De instellingen voor geluidsuitvoer wijzigen op de Mac
Je kunt geluid afspelen via de interne luidsprekers van de computer, de luidsprekers van het beeldscherm (indien aanwezig) of via luidsprekers, een koptelefoon of andere apparatuur die op je Mac is aangesloten of die draadloos via AirPlay beschikbaar is.
Kies op de Mac Apple-menu > 'Systeeminstellingen' en klik op 'Geluid' in de navigatiekolom. (Mogelijk moet je omlaag scrollen.)
Klik op 'Uitvoer' en selecteer het apparaat dat je wilt gebruiken in de lijst met geluidsuitvoerapparaten.
In de lijst staan alle geluidsuitvoerapparaten die beschikbaar zijn voor je Mac, zoals de interne luidsprekers van de computer, apparaten die op de geluidspoort van de computer zijn aangesloten (), USB-luidsprekers en AirPlay-apparaten.

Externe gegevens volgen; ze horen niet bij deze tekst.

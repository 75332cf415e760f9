use std::sync::Arc;

use axum::{
    extract::{rejection::JsonRejection, Path, State},
    http::{HeaderMap, StatusCode},
    response::{IntoResponse, Response},
    routing::{get, post},
    Json, Router,
};
use serde::{Deserialize, Serialize};
use serde_json::json;
use tracing::error;

use super::domain::{
    Actor, BookingId, BookingRequest, BookingStatus, ListingId, ReviewId, ReviewRequest, Role,
};
use super::error::{ErrorKind, MarketplaceError};
use super::repository::{MarketplaceStore, NotificationPublisher};
use super::service::MarketplaceService;

/// Header carrying the authenticated user id, set by the upstream identity layer.
pub const ACTOR_ID_HEADER: &str = "x-actor-id";
/// Header carrying the authenticated user's role (`tenant`, `owner`, or `admin`).
pub const ACTOR_ROLE_HEADER: &str = "x-actor-role";

type SharedService<S, N> = Arc<MarketplaceService<S, N>>;

/// Router builder exposing the booking, review, and rating endpoints.
pub fn marketplace_router<S, N>(service: SharedService<S, N>) -> Router
where
    S: MarketplaceStore + 'static,
    N: NotificationPublisher + 'static,
{
    Router::new()
        .route("/api/v1/bookings", post(create_booking_handler::<S, N>))
        .route(
            "/api/v1/bookings/:booking_id",
            get(get_booking_handler::<S, N>),
        )
        .route(
            "/api/v1/bookings/:booking_id/status",
            post(transition_booking_handler::<S, N>),
        )
        .route(
            "/api/v1/bookings/:booking_id/complete",
            post(complete_booking_handler::<S, N>),
        )
        .route(
            "/api/v1/bookings/:booking_id/cancel",
            post(cancel_booking_handler::<S, N>),
        )
        .route("/api/v1/reviews", post(create_review_handler::<S, N>))
        .route(
            "/api/v1/reviews/:review_id/reply",
            post(reply_handler::<S, N>),
        )
        .route(
            "/api/v1/listings/:listing_id/bookings",
            get(listing_bookings_handler::<S, N>),
        )
        .route(
            "/api/v1/listings/:listing_id/reviews",
            get(listing_reviews_handler::<S, N>),
        )
        .route(
            "/api/v1/listings/:listing_id/rating",
            get(listing_rating_handler::<S, N>),
        )
        .route(
            "/api/v1/listings/:listing_id/rating/recompute",
            post(recompute_rating_handler::<S, N>),
        )
        .with_state(service)
}

#[derive(Debug, Deserialize)]
pub(crate) struct TransitionRequest {
    #[serde(default)]
    pub(crate) status: String,
}

#[derive(Debug, Deserialize)]
pub(crate) struct ReplyRequest {
    #[serde(default)]
    pub(crate) reply: String,
}

/// Resolves the caller from identity headers, answering 401 when they are absent or malformed.
pub(crate) fn resolve_actor(headers: &HeaderMap) -> Result<Actor, Response> {
    let header = |name: &str| {
        headers
            .get(name)
            .and_then(|value| value.to_str().ok())
            .map(str::trim)
            .filter(|value| !value.is_empty())
    };

    let id = header(ACTOR_ID_HEADER).ok_or_else(|| unauthorized("missing caller identity"))?;
    let role = header(ACTOR_ROLE_HEADER)
        .ok_or_else(|| unauthorized("missing caller role"))?
        .parse::<Role>()
        .map_err(|err| unauthorized(&err))?;

    Ok(Actor::new(id, role))
}

fn unauthorized(message: &str) -> Response {
    let payload = json!({
        "error": message,
        "kind": "unauthorized",
    });
    (StatusCode::UNAUTHORIZED, Json(payload)).into_response()
}

pub(crate) fn error_response(err: MarketplaceError) -> Response {
    let kind = err.kind();
    let status = match kind {
        ErrorKind::InvalidInput => StatusCode::BAD_REQUEST,
        ErrorKind::NotFound => StatusCode::NOT_FOUND,
        ErrorKind::Forbidden => StatusCode::FORBIDDEN,
        ErrorKind::InvalidState => StatusCode::UNPROCESSABLE_ENTITY,
        ErrorKind::Conflict => StatusCode::CONFLICT,
        ErrorKind::Unavailable => StatusCode::INTERNAL_SERVER_ERROR,
    };

    let message = if kind == ErrorKind::Unavailable {
        error!(error = %err, "marketplace storage failure");
        "storage unavailable".to_string()
    } else {
        err.to_string()
    };

    let payload = json!({
        "error": message,
        "kind": kind.label(),
    });
    (status, Json(payload)).into_response()
}

/// Unwraps a JSON body, reporting malformed or mistyped payloads as invalid input.
fn json_body<T>(payload: Result<Json<T>, JsonRejection>) -> Result<T, Response> {
    payload
        .map(|Json(request)| request)
        .map_err(|rejection| error_response(MarketplaceError::InvalidInput(rejection.body_text())))
}

fn respond<T: Serialize>(status: StatusCode, result: Result<T, MarketplaceError>) -> Response {
    match result {
        Ok(body) => (status, Json(body)).into_response(),
        Err(err) => error_response(err),
    }
}

pub(crate) async fn create_booking_handler<S, N>(
    State(service): State<SharedService<S, N>>,
    headers: HeaderMap,
    payload: Result<Json<BookingRequest>, JsonRejection>,
) -> Response
where
    S: MarketplaceStore + 'static,
    N: NotificationPublisher + 'static,
{
    let actor = match resolve_actor(&headers) {
        Ok(actor) => actor,
        Err(response) => return response,
    };
    let request = match json_body(payload) {
        Ok(request) => request,
        Err(response) => return response,
    };
    respond(StatusCode::CREATED, service.create_booking(&actor, request))
}

pub(crate) async fn get_booking_handler<S, N>(
    State(service): State<SharedService<S, N>>,
    headers: HeaderMap,
    Path(booking_id): Path<String>,
) -> Response
where
    S: MarketplaceStore + 'static,
    N: NotificationPublisher + 'static,
{
    let actor = match resolve_actor(&headers) {
        Ok(actor) => actor,
        Err(response) => return response,
    };
    respond(
        StatusCode::OK,
        service.get_booking(&actor, &BookingId(booking_id)),
    )
}

pub(crate) async fn transition_booking_handler<S, N>(
    State(service): State<SharedService<S, N>>,
    headers: HeaderMap,
    Path(booking_id): Path<String>,
    payload: Result<Json<TransitionRequest>, JsonRejection>,
) -> Response
where
    S: MarketplaceStore + 'static,
    N: NotificationPublisher + 'static,
{
    let actor = match resolve_actor(&headers) {
        Ok(actor) => actor,
        Err(response) => return response,
    };
    let request = match json_body(payload) {
        Ok(request) => request,
        Err(response) => return response,
    };
    let requested = match request.status.parse::<BookingStatus>() {
        Ok(status) => status,
        Err(message) => return error_response(MarketplaceError::InvalidInput(message)),
    };
    respond(
        StatusCode::OK,
        service.transition_booking(&actor, &BookingId(booking_id), requested),
    )
}

pub(crate) async fn complete_booking_handler<S, N>(
    State(service): State<SharedService<S, N>>,
    headers: HeaderMap,
    Path(booking_id): Path<String>,
) -> Response
where
    S: MarketplaceStore + 'static,
    N: NotificationPublisher + 'static,
{
    let actor = match resolve_actor(&headers) {
        Ok(actor) => actor,
        Err(response) => return response,
    };
    respond(
        StatusCode::OK,
        service.complete_booking(&actor, &BookingId(booking_id)),
    )
}

pub(crate) async fn cancel_booking_handler<S, N>(
    State(service): State<SharedService<S, N>>,
    headers: HeaderMap,
    Path(booking_id): Path<String>,
) -> Response
where
    S: MarketplaceStore + 'static,
    N: NotificationPublisher + 'static,
{
    let actor = match resolve_actor(&headers) {
        Ok(actor) => actor,
        Err(response) => return response,
    };
    respond(
        StatusCode::OK,
        service.cancel_booking(&actor, &BookingId(booking_id)),
    )
}

pub(crate) async fn listing_bookings_handler<S, N>(
    State(service): State<SharedService<S, N>>,
    headers: HeaderMap,
    Path(listing_id): Path<String>,
) -> Response
where
    S: MarketplaceStore + 'static,
    N: NotificationPublisher + 'static,
{
    let actor = match resolve_actor(&headers) {
        Ok(actor) => actor,
        Err(response) => return response,
    };
    respond(
        StatusCode::OK,
        service.bookings_for_listing(&actor, &ListingId(listing_id)),
    )
}

pub(crate) async fn create_review_handler<S, N>(
    State(service): State<SharedService<S, N>>,
    headers: HeaderMap,
    payload: Result<Json<ReviewRequest>, JsonRejection>,
) -> Response
where
    S: MarketplaceStore + 'static,
    N: NotificationPublisher + 'static,
{
    let actor = match resolve_actor(&headers) {
        Ok(actor) => actor,
        Err(response) => return response,
    };
    let request = match json_body(payload) {
        Ok(request) => request,
        Err(response) => return response,
    };
    respond(StatusCode::CREATED, service.create_review(&actor, request))
}

pub(crate) async fn reply_handler<S, N>(
    State(service): State<SharedService<S, N>>,
    headers: HeaderMap,
    Path(review_id): Path<String>,
    payload: Result<Json<ReplyRequest>, JsonRejection>,
) -> Response
where
    S: MarketplaceStore + 'static,
    N: NotificationPublisher + 'static,
{
    let actor = match resolve_actor(&headers) {
        Ok(actor) => actor,
        Err(response) => return response,
    };
    let request = match json_body(payload) {
        Ok(request) => request,
        Err(response) => return response,
    };
    respond(
        StatusCode::OK,
        service.reply_to_review(&actor, &ReviewId(review_id), &request.reply),
    )
}

pub(crate) async fn listing_reviews_handler<S, N>(
    State(service): State<SharedService<S, N>>,
    Path(listing_id): Path<String>,
) -> Response
where
    S: MarketplaceStore + 'static,
    N: NotificationPublisher + 'static,
{
    respond(
        StatusCode::OK,
        service.reviews_for_listing(&ListingId(listing_id)),
    )
}

pub(crate) async fn listing_rating_handler<S, N>(
    State(service): State<SharedService<S, N>>,
    Path(listing_id): Path<String>,
) -> Response
where
    S: MarketplaceStore + 'static,
    N: NotificationPublisher + 'static,
{
    respond(StatusCode::OK, service.listing_rating(&ListingId(listing_id)))
}

pub(crate) async fn recompute_rating_handler<S, N>(
    State(service): State<SharedService<S, N>>,
    headers: HeaderMap,
    Path(listing_id): Path<String>,
) -> Response
where
    S: MarketplaceStore + 'static,
    N: NotificationPublisher + 'static,
{
    let actor = match resolve_actor(&headers) {
        Ok(actor) => actor,
        Err(response) => return response,
    };
    respond(
        StatusCode::OK,
        service.recompute_listing_rating(&actor, &ListingId(listing_id)),
    )
}
use std::str::FromStr;

use chrono::{DateTime, NaiveDate, Utc};
use rust_decimal::Decimal;
use serde::{Deserialize, Deserializer, Serialize};

/// Identifier wrapper for rentable listings.
#[derive(Debug, Clone, PartialEq, Eq, Hash, PartialOrd, Ord, Serialize, Deserialize)]
pub struct ListingId(pub String);

/// Identifier wrapper for booking requests.
#[derive(Debug, Clone, PartialEq, Eq, Hash, PartialOrd, Ord, Serialize, Deserialize)]
pub struct BookingId(pub String);

/// Identifier wrapper for submitted reviews.
#[derive(Debug, Clone, PartialEq, Eq, Hash, PartialOrd, Ord, Serialize, Deserialize)]
pub struct ReviewId(pub String);

/// Identifier wrapper for marketplace users (tenants, owners, admins).
#[derive(Debug, Clone, PartialEq, Eq, Hash, PartialOrd, Ord, Serialize, Deserialize)]
pub struct UserId(pub String);

/// Role resolved by the identity layer for the calling user.
#[derive(Debug, Clone, Copy, PartialEq, Eq, Serialize, Deserialize)]
#[serde(rename_all = "snake_case")]
pub enum Role {
    Tenant,
    Owner,
    Admin,
}

impl Role {
    pub const fn label(self) -> &'static str {
        match self {
            Role::Tenant => "tenant",
            Role::Owner => "owner",
            Role::Admin => "admin",
        }
    }
}

impl FromStr for Role {
    type Err = String;

    fn from_str(value: &str) -> Result<Self, Self::Err> {
        match value.trim().to_ascii_lowercase().as_str() {
            "tenant" => Ok(Role::Tenant),
            "owner" => Ok(Role::Owner),
            "admin" => Ok(Role::Admin),
            other => Err(format!("unknown role '{other}'")),
        }
    }
}

/// Authenticated caller on whose behalf an operation runs.
#[derive(Debug, Clone, PartialEq, Eq)]
pub struct Actor {
    pub id: UserId,
    pub role: Role,
}

impl Actor {
    pub fn new(id: impl Into<String>, role: Role) -> Self {
        Self {
            id: UserId(id.into()),
            role,
        }
    }

    pub fn is_admin(&self) -> bool {
        self.role == Role::Admin
    }
}

/// Listing record as exposed by the listing directory. Only the fields the booking and review
/// pipeline reads or writes are modelled here.
#[derive(Debug, Clone, PartialEq, Eq, Serialize, Deserialize)]
pub struct Listing {
    pub id: ListingId,
    pub owner_id: UserId,
    pub title: String,
    pub total_ratings: u32,
    pub average_rating: Decimal,
}

impl Listing {
    pub fn new(id: impl Into<String>, owner_id: impl Into<String>, title: impl Into<String>) -> Self {
        Self {
            id: ListingId(id.into()),
            owner_id: UserId(owner_id.into()),
            title: title.into(),
            total_ratings: 0,
            average_rating: Decimal::ZERO,
        }
    }

    pub fn rating(&self) -> ListingRating {
        ListingRating {
            total_ratings: self.total_ratings,
            average_rating: self.average_rating,
        }
    }
}

/// Derived aggregate written back onto a listing after every review write.
#[derive(Debug, Clone, Copy, PartialEq, Eq, Serialize, Deserialize)]
pub struct ListingRating {
    pub total_ratings: u32,
    pub average_rating: Decimal,
}

impl ListingRating {
    pub const EMPTY: ListingRating = ListingRating {
        total_ratings: 0,
        average_rating: Decimal::ZERO,
    };
}

/// Lifecycle status of a booking request.
#[derive(Debug, Clone, Copy, PartialEq, Eq, Serialize, Deserialize)]
#[serde(rename_all = "snake_case")]
pub enum BookingStatus {
    Pending,
    Accepted,
    Rejected,
    Completed,
    Cancelled,
}

impl BookingStatus {
    pub const fn label(self) -> &'static str {
        match self {
            BookingStatus::Pending => "pending",
            BookingStatus::Accepted => "accepted",
            BookingStatus::Rejected => "rejected",
            BookingStatus::Completed => "completed",
            BookingStatus::Cancelled => "cancelled",
        }
    }
}

impl FromStr for BookingStatus {
    type Err = String;

    fn from_str(value: &str) -> Result<Self, Self::Err> {
        match value.trim().to_ascii_lowercase().as_str() {
            "pending" => Ok(BookingStatus::Pending),
            "accepted" => Ok(BookingStatus::Accepted),
            "rejected" => Ok(BookingStatus::Rejected),
            "completed" => Ok(BookingStatus::Completed),
            "cancelled" => Ok(BookingStatus::Cancelled),
            other => Err(format!("unknown booking status '{other}'")),
        }
    }
}

/// A tenant's request to rent a listing from a move-in date.
#[derive(Debug, Clone, PartialEq, Eq, Serialize, Deserialize)]
pub struct Booking {
    pub id: BookingId,
    pub listing_id: ListingId,
    pub tenant_id: UserId,
    pub status: BookingStatus,
    pub move_in_date: NaiveDate,
    #[serde(skip_serializing_if = "Option::is_none")]
    pub notes: Option<String>,
    pub created_at: DateTime<Utc>,
    pub updated_at: DateTime<Utc>,
}

/// Raw booking request as received from the outer layer. The move-in date stays textual so that
/// missing or malformed values surface as input errors from the core.
#[derive(Debug, Clone, PartialEq, Eq, Serialize, Deserialize)]
pub struct BookingRequest {
    pub listing_id: ListingId,
    #[serde(default)]
    pub move_in_date: Option<String>,
    #[serde(default)]
    pub notes: Option<String>,
}

/// The six fixed categories every review scores.
#[derive(Debug, Clone, Copy, PartialEq, Eq, Hash, PartialOrd, Ord, Serialize, Deserialize)]
#[serde(rename_all = "snake_case")]
pub enum RatingCategory {
    Food,
    Cleanliness,
    Safety,
    Owner,
    Facilities,
    Study,
}

impl RatingCategory {
    pub const ALL: [RatingCategory; 6] = [
        RatingCategory::Food,
        RatingCategory::Cleanliness,
        RatingCategory::Safety,
        RatingCategory::Owner,
        RatingCategory::Facilities,
        RatingCategory::Study,
    ];

    pub const fn label(self) -> &'static str {
        match self {
            RatingCategory::Food => "food",
            RatingCategory::Cleanliness => "cleanliness",
            RatingCategory::Safety => "safety",
            RatingCategory::Owner => "owner",
            RatingCategory::Facilities => "facilities",
            RatingCategory::Study => "study",
        }
    }
}

/// Validated category scores, each within `1..=5`.
#[derive(Debug, Clone, Copy, PartialEq, Eq, Serialize, Deserialize)]
pub struct CategoryRatings {
    pub food: u8,
    pub cleanliness: u8,
    pub safety: u8,
    pub owner: u8,
    pub facilities: u8,
    pub study: u8,
}

impl CategoryRatings {
    pub const fn score(&self, category: RatingCategory) -> u8 {
        match category {
            RatingCategory::Food => self.food,
            RatingCategory::Cleanliness => self.cleanliness,
            RatingCategory::Safety => self.safety,
            RatingCategory::Owner => self.owner,
            RatingCategory::Facilities => self.facilities,
            RatingCategory::Study => self.study,
        }
    }

    /// Same score in every category; handy for fixtures and demos.
    pub const fn uniform(score: u8) -> Self {
        Self {
            food: score,
            cleanliness: score,
            safety: score,
            owner: score,
            facilities: score,
            study: score,
        }
    }
}

/// Unvalidated category scores. Any field may be missing or out of range until the review gate
/// checks it. Values that are not JSON integers (`4.5`, `"5"`) deserialize as `None`.
#[derive(Debug, Clone, Copy, Default, PartialEq, Eq, Serialize, Deserialize)]
#[serde(default)]
pub struct RatingSubmission {
    #[serde(deserialize_with = "integer_score")]
    pub food: Option<i64>,
    #[serde(deserialize_with = "integer_score")]
    pub cleanliness: Option<i64>,
    #[serde(deserialize_with = "integer_score")]
    pub safety: Option<i64>,
    #[serde(deserialize_with = "integer_score")]
    pub owner: Option<i64>,
    #[serde(deserialize_with = "integer_score")]
    pub facilities: Option<i64>,
    #[serde(deserialize_with = "integer_score")]
    pub study: Option<i64>,
}

fn integer_score<'de, D>(deserializer: D) -> Result<Option<i64>, D::Error>
where
    D: Deserializer<'de>,
{
    let raw = Option::<serde_json::Value>::deserialize(deserializer)?;
    Ok(raw.and_then(|value| value.as_i64()))
}

impl RatingSubmission {
    pub const fn get(&self, category: RatingCategory) -> Option<i64> {
        match category {
            RatingCategory::Food => self.food,
            RatingCategory::Cleanliness => self.cleanliness,
            RatingCategory::Safety => self.safety,
            RatingCategory::Owner => self.owner,
            RatingCategory::Facilities => self.facilities,
            RatingCategory::Study => self.study,
        }
    }
}

impl From<CategoryRatings> for RatingSubmission {
    fn from(ratings: CategoryRatings) -> Self {
        Self {
            food: Some(ratings.food.into()),
            cleanliness: Some(ratings.cleanliness.into()),
            safety: Some(ratings.safety.into()),
            owner: Some(ratings.owner.into()),
            facilities: Some(ratings.facilities.into()),
            study: Some(ratings.study.into()),
        }
    }
}

/// Review creation payload submitted by a tenant.
#[derive(Debug, Clone, PartialEq, Eq, Serialize, Deserialize)]
pub struct ReviewRequest {
    pub booking_id: BookingId,
    #[serde(default)]
    pub ratings: RatingSubmission,
    #[serde(default)]
    pub text_review: String,
}

/// A tenant's six-category rating and free text for a completed booking.
///
/// `owner_id` is copied from the listing when the review is created and is never rewritten, so a
/// later change of listing ownership leaves historical reviews attributed to the original owner.
#[derive(Debug, Clone, PartialEq, Eq, Serialize, Deserialize)]
pub struct Review {
    pub id: ReviewId,
    pub booking_id: BookingId,
    pub listing_id: ListingId,
    pub tenant_id: UserId,
    pub owner_id: UserId,
    pub ratings: CategoryRatings,
    pub text_review: String,
    #[serde(skip_serializing_if = "Option::is_none")]
    pub owner_reply: Option<String>,
    #[serde(skip_serializing_if = "Option::is_none")]
    pub replied_at: Option<DateTime<Utc>>,
    pub created_at: DateTime<Utc>,
}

Kies 'Koptelefoon' voor elk apparaat dat op de geluidspoort van de computer is aangesloten.
Voer een of meer van de volgende stappen uit om de geluidsuitvoerinstellingen aan te passen:
Het volume aanpassen: Sleep de schuifknop 'Uitvoervolume'.
Als 'Geluid' in de menubalk staat, kun je het volume vanuit elk scherm hoger of lager zetten.
Om een volume voor waarschuwingssignalen in te stellen, sleep je de schuifknop 'Signaalvolume' in 'Geluidseffecten'. Het signaalvolume is gekoppeld aan het volume van de computer. Als je het volume van de computer verlaagt, wordt ook het signaalvolume verlaagd.
De geluidsuitvoer stoppen: Schakel het aankruisvak 'Geluid uit' in.
De balans aanpassen: Sleep de schuifknop 'Balans'.
Afhankelijk van de Mac en de apparatuur die je gebruikt, kun je mogelijk andere volumeopties instellen met de app Audio/MIDI-configuratie.
Als je werkt met apps die volumeregelaars hebben (zoals Muziek of iMovie), kunnen de instellingen alleen gelijk zijn aan of lager zijn dan het uitvoervolume van de computer. De volume-instellingen in een app hebben nooit prioriteit boven de instellingen voor 'Geluid'.